┌──

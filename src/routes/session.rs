//! Session context endpoint and cookie helpers

use std::sync::Arc;

use axum::extract::State;
use axum::Json;
use serde::Serialize;
use tower_cookies::Cookies;

use crate::auth::AuthService;
use crate::email::Mailer;
use crate::error::AuthError;
use crate::store::{AccountStore, Session, SessionId, SessionStore};

const SESSION_COOKIE: &str = "tunelobby_session";

#[derive(Serialize)]
pub struct SessionContext {
    pub authenticated: bool,
    #[serde(skip_serializing_if = "Option::is_none")]
    pub account_id: Option<u64>,
    #[serde(skip_serializing_if = "Option::is_none")]
    pub username: Option<String>,
    #[serde(skip_serializing_if = "Option::is_none")]
    pub role: Option<&'static str>,
    #[serde(skip_serializing_if = "Option::is_none")]
    pub csrf_token: Option<String>,
    pub server_time: i64,
}

/// GET /api/auth/session
pub async fn session_context<A, S, M>(
    State(service): State<Arc<AuthService<A, S, M>>>,
    cookies: Cookies,
) -> Result<Json<SessionContext>, AuthError>
where
    A: AccountStore,
    S: SessionStore,
    M: Mailer,
{
    let session = get_session_from_cookies(&cookies, &service)?;

    let context = if let Some(session) = session {
        SessionContext {
            authenticated: true,
            account_id: Some(session.account_id.0),
            username: Some(session.username),
            role: Some(session.role.as_str()),
            csrf_token: Some(session.csrf_token),
            server_time: chrono::Utc::now().timestamp(),
        }
    } else {
        SessionContext {
            authenticated: false,
            account_id: None,
            username: None,
            role: None,
            csrf_token: None,
            server_time: chrono::Utc::now().timestamp(),
        }
    };

    Ok(Json(context))
}

/// Helper to resolve the current session from cookies.
/// A missing cookie or unknown session is `None`; a store failure surfaces
/// as an error rather than reading as anonymous.
pub fn get_session_from_cookies<A, S, M>(
    cookies: &Cookies,
    service: &AuthService<A, S, M>,
) -> Result<Option<Session>, AuthError>
where
    A: AccountStore,
    S: SessionStore,
    M: Mailer,
{
    match cookies.get(SESSION_COOKIE) {
        Some(c) => {
            let session_id = SessionId(c.value().to_string());
            service.current_session(&session_id)
        }
        None => Ok(None),
    }
}

/// Helper to set the session cookie
pub fn set_session_cookie(cookies: &Cookies, session_id: &str) {
    use tower_cookies::Cookie;
    let cookie = Cookie::build((SESSION_COOKIE, session_id.to_string()))
        .path("/")
        .http_only(true)
        .build();
    cookies.add(cookie);
}

/// Helper to clear the session cookie
pub fn clear_session_cookie(cookies: &Cookies) {
    use tower_cookies::Cookie;
    let cookie = Cookie::build((SESSION_COOKIE, ""))
        .path("/")
        .http_only(true)
        .max_age(tower_cookies::cookie::time::Duration::ZERO)
        .build();
    cookies.add(cookie);
}
use chrono::{DateTime, Utc};
use rusqlite::{params, Connection, OptionalExtension, Row};

use super::{
    Account, AccountId, AccountStore, NewAccount, Role, Session, SessionId, SessionStore,
    StoreResult, Token, TokenPurpose,
};
use crate::crypto::{generate_session_id, generate_token};
use crate::error::AuthError;

/// Current schema version
const SCHEMA_VERSION: i32 = 1;

/// SQLite-based store implementing both AccountStore and SessionStore
pub struct SqliteStore {
    conn: Mutex<Connection>,
}

impl SqliteStore {
    /// Open or create a SQLite database at the given path
    pub fn open(path: &str) -> Result<Self, AuthError> {
        let conn = Connection::open(path).map_err(AuthError::internal)?;

        conn.execute_batch("PRAGMA foreign_keys = ON;")
            .map_err(AuthError::internal)?;

        Self::migrate(&conn)?;

        Ok(Self {
            conn: Mutex::new(conn),
        })
    }

    /// Run database migrations
    fn migrate(conn: &Connection) -> Result<(), AuthError> {
        let current_version = Self::get_schema_version(conn)?;

        if current_version < SCHEMA_VERSION {
            tracing::info!(
                current = current_version,
                target = SCHEMA_VERSION,
                "Running database migrations"
            );

            if current_version < 1 {
                Self::migrate_v1(conn)?;
            }

            conn.execute(
                "INSERT OR REPLACE INTO schema_version (version) VALUES (?1)",
                params![SCHEMA_VERSION],
            )
            .map_err(AuthError::internal)?;

            tracing::info!("Database migrations complete");
        }

        Ok(())
    }

    /// Get current schema version (0 if no schema exists)
    fn get_schema_version(conn: &Connection) -> Result<i32, AuthError> {
        let table_exists: bool = conn
            .query_row(
                "SELECT EXISTS(SELECT 1 FROM sqlite_master WHERE type='table' AND name='schema_version')",
                [],
                |row| row.get(0),
            )
            .map_err(AuthError::internal)?;

        if !table_exists {
            return Ok(0);
        }

        conn.query_row("SELECT MAX(version) FROM schema_version", [], |row| {
            row.get::<_, Option<i32>>(0).map(|v| v.unwrap_or(0))
        })
        .map_err(AuthError::internal)
    }

    /// Migration to version 1: initial schema
    fn migrate_v1(conn: &Connection) -> Result<(), AuthError> {
        conn.execute_batch(
            r#"
            -- Schema version tracking
            CREATE TABLE IF NOT EXISTS schema_version (
                version INTEGER PRIMARY KEY
            );

            -- Accounts. Uniqueness lives here, not in application reads.
            CREATE TABLE IF NOT EXISTS users (
                id INTEGER PRIMARY KEY AUTOINCREMENT,
                username TEXT NOT NULL UNIQUE,
                email TEXT NOT NULL,
                password_hash TEXT NOT NULL,
                role TEXT NOT NULL DEFAULT 'user',
                email_verified INTEGER NOT NULL DEFAULT 0,
                created_at TEXT NOT NULL
            );
            CREATE UNIQUE INDEX IF NOT EXISTS idx_users_email_lower ON users(lower(email));

            -- Verification and reset tokens
            CREATE TABLE IF NOT EXISTS tokens (
                value TEXT PRIMARY KEY,
                account_id INTEGER NOT NULL REFERENCES users(id) ON DELETE CASCADE,
                purpose TEXT NOT NULL,
                issued_at TEXT NOT NULL,
                expires_at TEXT NOT NULL,
                consumed INTEGER NOT NULL DEFAULT 0
            );
            CREATE INDEX IF NOT EXISTS idx_tokens_account ON tokens(account_id, purpose);

            -- Sessions (account snapshot taken at login)
            CREATE TABLE IF NOT EXISTS sessions (
                id TEXT PRIMARY KEY,
                account_id INTEGER NOT NULL REFERENCES users(id) ON DELETE CASCADE,
                username TEXT NOT NULL,
                email TEXT NOT NULL,
                role TEXT NOT NULL,
                csrf_token TEXT NOT NULL,
                created_at TEXT NOT NULL
            );
            "#,
        )
        .map_err(AuthError::internal)?;

        Ok(())
    }

    fn account_from_row(row: &Row<'_>) -> rusqlite::Result<Account> {
        let role: String = row.get(4)?;
        Ok(Account {
            id: AccountId(row.get::<_, i64>(0)? as u64),
            username: row.get(1)?,
            email: row.get(2)?,
            password_hash: row.get(3)?,
            role: Role::from_str(&role).unwrap_or(Role::User),
            email_verified: row.get::<_, i64>(5)? != 0,
            created_at: row.get::<_, DateTime<Utc>>(6)?,
        })
    }

    fn token_from_row(row: &Row<'_>) -> rusqlite::Result<Token> {
        let purpose: String = row.get(2)?;
        Ok(Token {
            value: row.get(0)?,
            account_id: AccountId(row.get::<_, i64>(1)? as u64),
            purpose: TokenPurpose::from_str(&purpose).unwrap_or(TokenPurpose::Verify),
            issued_at: row.get::<_, DateTime<Utc>>(3)?,
            expires_at: row.get::<_, DateTime<Utc>>(4)?,
            consumed: row.get::<_, i64>(5)? != 0,
        })
    }

    fn session_from_row(row: &Row<'_>) -> rusqlite::Result<Session> {
        let role: String = row.get(4)?;
        Ok(Session {
            id: SessionId(row.get(0)?),
            account_id: AccountId(row.get::<_, i64>(1)? as u64),
            username: row.get(2)?,
            email: row.get(3)?,
            role: Role::from_str(&role).unwrap_or(Role::User),
            csrf_token: row.get(5)?,
            created_at: row.get::<_, DateTime<Utc>>(6)?,
        })
    }

    /// Map a failed insert to the conflicting field, falling back to Internal
    fn map_insert_error(err: rusqlite::Error) -> AuthError {
        if let rusqlite::Error::SqliteFailure(e, Some(msg)) = &err {
            if e.code == rusqlite::ErrorCode::ConstraintViolation {
                if msg.contains("username") {
                    return AuthError::Conflict("username");
                }
                return AuthError::Conflict("email");
            }
        }
        AuthError::internal(err)
    }
}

└──

• _EXERCISE INSTRUCTIONS_
With the line holding "issued_at TEXT NOT" as the first and the line holding "-- Sessions (account" as the last, please transcribe exactly the lines of the material above in that range and nothing else.

• _SOLUTION TO THIS PROBLEM_
                issued_at TEXT NOT NULL,
                expires_at TEXT NOT NULL,
                consumed INTEGER NOT NULL DEFAULT 0
            );
            CREATE INDEX IF NOT EXISTS idx_tokens_account ON tokens(account_id, purpose);

            -- Sessions (account snapshot taken at login)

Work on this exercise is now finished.